耐震補強設計を進めています
2024年はとんでもない始まりとなりました。
令和6年能登半島地震(以下、能登の地震)が最大震度を記録した時、僕たちは近所の神社を初詣していて地震に気付きませんでした。神社で顔見知りのコーヒー屋さんに「けっこう揺れたね」と言われ、それで初めて地震の発生を知りました。急いで帰宅してつけたテレビ。固定カメラによる映像を背景に、手元にある情報をアナウンサーが繰り返している……声元旦ということもあって現地の情報がなかなか入ってきません。
2〜3日経ってようやく伝わってきた被災状況を見て、僕は本当に身震いしました。
大津波警報が出たので、「東日本の時のような被害が出てしまうのか」と非常に心配しましたが、時間が経つにつれ、津波よりも、震度7という非常に大きな揺れとその後の度重なる余震によって多くの家屋が倒壊し、またそれによって亡くなった方、今も発見に至っていない方が多数出ていることが分かってきました。
写真や映像を見ると本当に大変な被害で、どのように復旧・復興していくのか想像もつきませんが、1日も早く、能登の方々が以前と同じ穏やかな生活を取り戻されることを祈っています。
我が家も耐震補強工事します
今、僕たちが暮らす住宅も築50年以上と非常に古いです。耐震補強が必要であることは火を見るよりも明らかゆえ、昨年、鳥取市の無料耐震診断を受けました。思っていたとおり(いや、想像以上に)耐震強度の無さが数値によって示され、明らかになりました。
それを受けて、我が家は今年、耐震補強工事を実施する予定です。

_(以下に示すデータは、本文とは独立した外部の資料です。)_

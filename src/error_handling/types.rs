//! Error type definitions.

use log::SetLoggerError;
use reqwest::Error as ReqwestError;
use strum_macros::EnumIter as EnumIterMacro;
use thiserror::Error;

/// Error types for initialization failures.
#[derive(Error, Debug)]
#[allow(clippy::enum_variant_names)] // All variants end with "Error" by convention
pub enum InitializationError {
    /// Error initializing the logger.
    #[error("Logger initialization error: {0}")]
    LoggerError(#[from] SetLoggerError),

    /// Error initializing the HTTP client.
    #[error("HTTP client initialization error: {0}")]
    HttpClientError(#[from] ReqwestError),

    /// The configured backend base URL cannot be parsed or joined.
    #[error("Invalid backend URL {url:?}: {reason}")]
    InvalidBackendUrlError {
        /// The offending value.
        url: String,
        /// Parser message.
        reason: String,
    },
}

/// Failure of a single call to the analysis backend.
///
/// All variants are presented to the user identically.
#[derive(Error, Debug)]
pub enum BackendError {
    /// The request never produced a response (connect, timeout, body read).
    #[error("backend request failed: {0}")]
    Network(#[from] ReqwestError),

    /// The backend answered with a non-2xx status.
    #[error("backend returned HTTP {0}")]
    Status(u16),

    /// The 2xx response body does not match the analysis result shape.
    #[error("backend response could not be decoded: {0}")]
    Decode(#[from] serde_json::Error),
}

/// Reasons a submission is refused before any request is issued.
#[derive(Error, Debug, Clone, Copy, PartialEq, Eq)]
pub enum SubmitError {
    /// The URL field was blank.
    #[error("a website URL is required")]
    EmptyUrl,

    /// Another analysis is still in flight.
    #[error("an analysis is already in progress")]
    InFlight,
}

/// Diagnostic categories for backend failures.
#[derive(Debug, Clone, Copy, PartialEq, Eq, Hash, EnumIterMacro)]
#[allow(clippy::enum_variant_names)]
pub enum ErrorType {
    /// TCP or TLS connection to the backend failed
    BackendConnectError,
    /// The configured timeout elapsed
    BackendTimeoutError,
    /// Any other transport failure
    BackendRequestError,
    /// 4xx
    BackendClientStatus,
    /// 5xx and anything else non-2xx
    BackendServerStatus,
    /// 2xx body that is not an analysis result
    ResponseDecodeError,
}

impl std::fmt::Display for ErrorType {
    fn fmt(&self, f: &mut std::fmt::Formatter<'_>) -> std::fmt::Result {
        f.write_str(self.as_str())
    }
}

impl ErrorType {
    /// Returns a human-readable string representation of the error type.
    pub fn as_str(&self) -> &'static str {
        match self {
            ErrorType::BackendConnectError => "Backend connect error",
            ErrorType::BackendTimeoutError => "Backend timeout",
            ErrorType::BackendRequestError => "Backend request error",
            ErrorType::BackendClientStatus => "Backend rejected request (4xx)",
            ErrorType::BackendServerStatus => "Backend server error",
            ErrorType::ResponseDecodeError => "Malformed analysis response",
        }
    }
}
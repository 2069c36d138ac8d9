//! Request coordination and UI state.
//!
//! [`RequestCoordinator`] is the only writer of the session's [`UiState`]. The
//! state lives in a `tokio::sync::watch` channel: renderers and tests subscribe
//! to read it, and the coordinator swaps variants as submissions progress.
//!
//! At most one analysis is in flight. Claiming the `Loading` state is a single
//! check-and-set on the channel, so a second submission made while one is
//! pending is refused without issuing a request.

use std::sync::Arc;

use log::{error, info, warn};
use tokio::sync::watch;

use crate::backend::{AnalysisBackend, AnalysisRequest, AnalysisResult};
use crate::config::ANALYSIS_FAILED_MESSAGE;
use crate::error_handling::{categorize_backend_error, FailureStats, SubmitError};

/// The session's presentation state. Exactly one variant is active.
#[derive(Debug, Clone, PartialEq, Default)]
pub enum UiState {
    /// Nothing submitted yet, or the last attempt was abandoned.
    #[default]
    Idle,
    /// A request is in flight; submitting is disabled.
    Loading,
    /// The backend answered with a verdict.
    Success(AnalysisResult),
    /// The last attempt failed; holds the user-facing message.
    Error(String),
}

impl UiState {
    /// Returns `true` while a request is in flight.
    pub fn is_loading(&self) -> bool {
        matches!(self, UiState::Loading)
    }

    /// The verdict, when the last attempt succeeded.
    pub fn result(&self) -> Option<&AnalysisResult> {
        match self {
            UiState::Success(result) => Some(result),
            _ => None,
        }
    }

    /// The user-facing message, when the last attempt failed.
    pub fn error_message(&self) -> Option<&str> {
        match self {
            UiState::Error(message) => Some(message),
            _ => None,
        }
    }
}

/// Drives submissions against an [`AnalysisBackend`] and owns [`UiState`].
pub struct RequestCoordinator<B> {
    backend: B,
    state: watch::Sender<UiState>,
    stats: Arc<FailureStats>,
}

impl<B: AnalysisBackend> RequestCoordinator<B> {
    /// Creates a coordinator in the `Idle` state.
    pub fn new(backend: B) -> Self {
        let (state, _) = watch::channel(UiState::Idle);
        Self {
            backend,
            state,
            stats: Arc::new(FailureStats::new()),
        }
    }

    /// Snapshot of the current state.
    pub fn state(&self) -> UiState {
        self.state.borrow().clone()
    }

    /// Read-only view of state changes.
    pub fn subscribe(&self) -> watch::Receiver<UiState> {
        self.state.subscribe()
    }

    /// Whether the submit control should be enabled.
    pub fn can_submit(&self) -> bool {
        !self.state.borrow().is_loading()
    }

    /// Failure counters accumulated by this coordinator.
    pub fn failure_stats(&self) -> Arc<FailureStats> {
        Arc::clone(&self.stats)
    }

    /// The backend this coordinator submits to.
    pub fn backend(&self) -> &B {
        &self.backend
    }

    /// Submits one URL for analysis and waits for it to resolve.
    ///
    /// On success the state becomes `Success` holding the backend's verdict.
    /// Any transport, status or decode failure is logged with its category and
    /// the state becomes `Error` with the fixed user-facing message; no partial
    /// result is kept.
    ///
    /// # Errors
    ///
    /// - [`SubmitError::EmptyUrl`] when `raw_url` is blank. State is untouched.
    /// - [`SubmitError::InFlight`] when another submission has not resolved.
    ///   No request is issued and state is untouched.
    ///
    /// # Returns
    ///
    /// The settled state (`Success` or `Error`).
    pub async fn submit(&self, raw_url: &str) -> Result<UiState, SubmitError> {
        if raw_url.trim().is_empty() {
            return Err(SubmitError::EmptyUrl);
        }

        let claimed = self.state.send_if_modified(|state| {
            if state.is_loading() {
                false
            } else {
                *state = UiState::Loading;
                true
            }
        });
        if !claimed {
            warn!("Ignoring submission of {raw_url:?}: an analysis is already in progress");
            return Err(SubmitError::InFlight);
        }

        let mut pending = PendingSubmission {
            state: &self.state,
            settled: false,
        };

        let request = AnalysisRequest::new(raw_url);
        info!("Analyzing {}", request.url);

        let next = match self.backend.analyze(&request).await {
            Ok(result) => {
                info!(
                    "Analysis of {} finished with risk score {}",
                    request.url, result.static_risk_score
                );
                UiState::Success(result)
            }
            Err(e) => {
                let category = categorize_backend_error(&e);
                self.stats.increment_error(category);
                error!("Analysis of {} failed [{category}]: {e}", request.url);
                UiState::Error(ANALYSIS_FAILED_MESSAGE.to_string())
            }
        };

        pending.settle(next.clone());
        Ok(next)
    }
}

/// Returns the state to `Idle` if a claimed submission is dropped before it settles.
struct PendingSubmission<'a> {
    state: &'a watch::Sender<UiState>,
    settled: bool,
}

impl PendingSubmission<'_> {
    fn settle(&mut self, next: UiState) {
        self.settled = true;
        self.state.send_replace(next);
    }
}

impl Drop for PendingSubmission<'_> {
    fn drop(&mut self) {
        if !self.settled {
            self.state.send_if_modified(|state| {
                if state.is_loading() {
                    *state = UiState::Idle;
                    true
                } else {
                    false
                }
            });
        }
    }
}

#[cfg(test)]
mod tests {
    use super::*;
    use crate::backend::StaticAnalysis;
    use crate::error_handling::{BackendError, ErrorType};
    use std::collections::VecDeque;
    use std::sync::atomic::{AtomicUsize, Ordering};
    use std::sync::Mutex;

    fn sample_result(score: f64) -> AnalysisResult {
        AnalysisResult {
            static_risk_score: score,
            static_reasons: vec![],
            static_analysis: StaticAnalysis {
                domain: Some("example.com".to_string()),
                domain_age_days: Some(4000),
                has_https: true,
                suspicious_keywords: vec![],
                suspicious_tld: false,
                tld: ".com".to_string(),
            },
        }
    }

    /// Records requests and fails with queued statuses before succeeding.
    struct ScriptedBackend {
        calls: AtomicUsize,
        seen: Mutex<Vec<String>>,
        failures: Mutex<VecDeque<u16>>,
    }

    impl ScriptedBackend {
        fn ok() -> Self {
            Self::failing(&[])
        }

        fn failing(statuses: &[u16]) -> Self {
            Self {
                calls: AtomicUsize::new(0),
                seen: Mutex::new(Vec::new()),
                failures: Mutex::new(statuses.iter().copied().collect()),
            }
        }
    }

    impl AnalysisBackend for ScriptedBackend {
        async fn analyze(
            &self,
            request: &AnalysisRequest,
        ) -> Result<AnalysisResult, BackendError> {
            self.calls.fetch_add(1, Ordering::SeqCst);
            self.seen.lock().unwrap().push(request.url.clone());
            let failure = self.failures.lock().unwrap().pop_front();
            match failure {
                Some(status) => Err(BackendError::Status(status)),
                None => Ok(sample_result(12.0)),
            }
        }
    }

    #[test]
    fn test_starts_idle() {
        let coordinator = RequestCoordinator::new(ScriptedBackend::ok());
        assert_eq!(coordinator.state(), UiState::Idle);
        assert!(coordinator.can_submit());
    }

    #[tokio::test]
    async fn test_success_holds_result() {
        let coordinator = RequestCoordinator::new(ScriptedBackend::ok());
        let settled = coordinator.submit("example.com").await.unwrap();

        assert_eq!(settled.result(), Some(&sample_result(12.0)));
        assert_eq!(coordinator.state(), settled);
        assert!(coordinator.can_submit());
        assert_eq!(
            coordinator.backend().seen.lock().unwrap().as_slice(),
            ["https://example.com"]
        );
    }

    #[tokio::test]
    async fn test_failure_uses_generic_message() {
        let coordinator = RequestCoordinator::new(ScriptedBackend::failing(&[500]));
        let settled = coordinator.submit("example.com").await.unwrap();

        assert_eq!(settled.error_message(), Some(ANALYSIS_FAILED_MESSAGE));
        assert!(settled.result().is_none());
        assert!(!coordinator.state().is_loading());
        assert_eq!(
            coordinator
                .failure_stats()
                .get_error_count(ErrorType::BackendServerStatus),
            1
        );
    }

    #[tokio::test]
    async fn test_blank_input_rejected_without_request() {
        let coordinator = RequestCoordinator::new(ScriptedBackend::ok());
        assert_eq!(coordinator.submit("   ").await, Err(SubmitError::EmptyUrl));
        assert_eq!(coordinator.backend().calls.load(Ordering::SeqCst), 0);
        assert_eq!(coordinator.state(), UiState::Idle);
    }

    #[tokio::test]
    async fn test_success_after_error_clears_error() {
        let coordinator = RequestCoordinator::new(ScriptedBackend::failing(&[502]));
        coordinator.submit("bad.example").await.unwrap();
        assert!(coordinator.state().error_message().is_some());

        let settled = coordinator.submit("good.example").await.unwrap();
        assert!(settled.error_message().is_none());
        assert!(settled.result().is_some());
        assert_eq!(coordinator.backend().calls.load(Ordering::SeqCst), 2);
    }

    #[test]
    fn test_dropped_submission_returns_to_idle() {
        let (state, _) = watch::channel(UiState::Loading);
        {
            let _pending = PendingSubmission {
                state: &state,
                settled: false,
            };
        }
        assert_eq!(*state.borrow(), UiState::Idle);
    }

    #[test]
    fn test_settled_submission_keeps_state() {
        let (state, _) = watch::channel(UiState::Loading);
        {
            let mut pending = PendingSubmission {
                state: &state,
                settled: false,
            };
            pending.settle(UiState::Error("x".to_string()));
        }
        assert_eq!(*state.borrow(), UiState::Error("x".to_string()));
    }
}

現在、診断をしてくれた設計事務所が本設計を進めてくださっています。
写真は耐震補強工事の概案です
設計が終わり次第すぐに工事に取り掛かりたいところではありますが、鳥取市の補助金制度を活用するつもりなので、工事は今年の6月以降になりそうです。それまでに大地震がこないことを祈るのみ。
耐震補強工事は普及しているか
能登の地震で指名が公表されている亡くなられた方うち、およそ9割が倒壊した家屋の下敷きになり、主に窒息によって亡くなられています※1。このニュースを見て、「我が家も耐震補強しなければ」と考えた方は多いと思います。
しかしそこに立ちはだかるのが、設計・工事費用です。
僕も耐震診断と、それを経て我が家に必要な補強工事の概算見積もりを聞くまでは、少なくとも1000万円以上は必要になると考えていました。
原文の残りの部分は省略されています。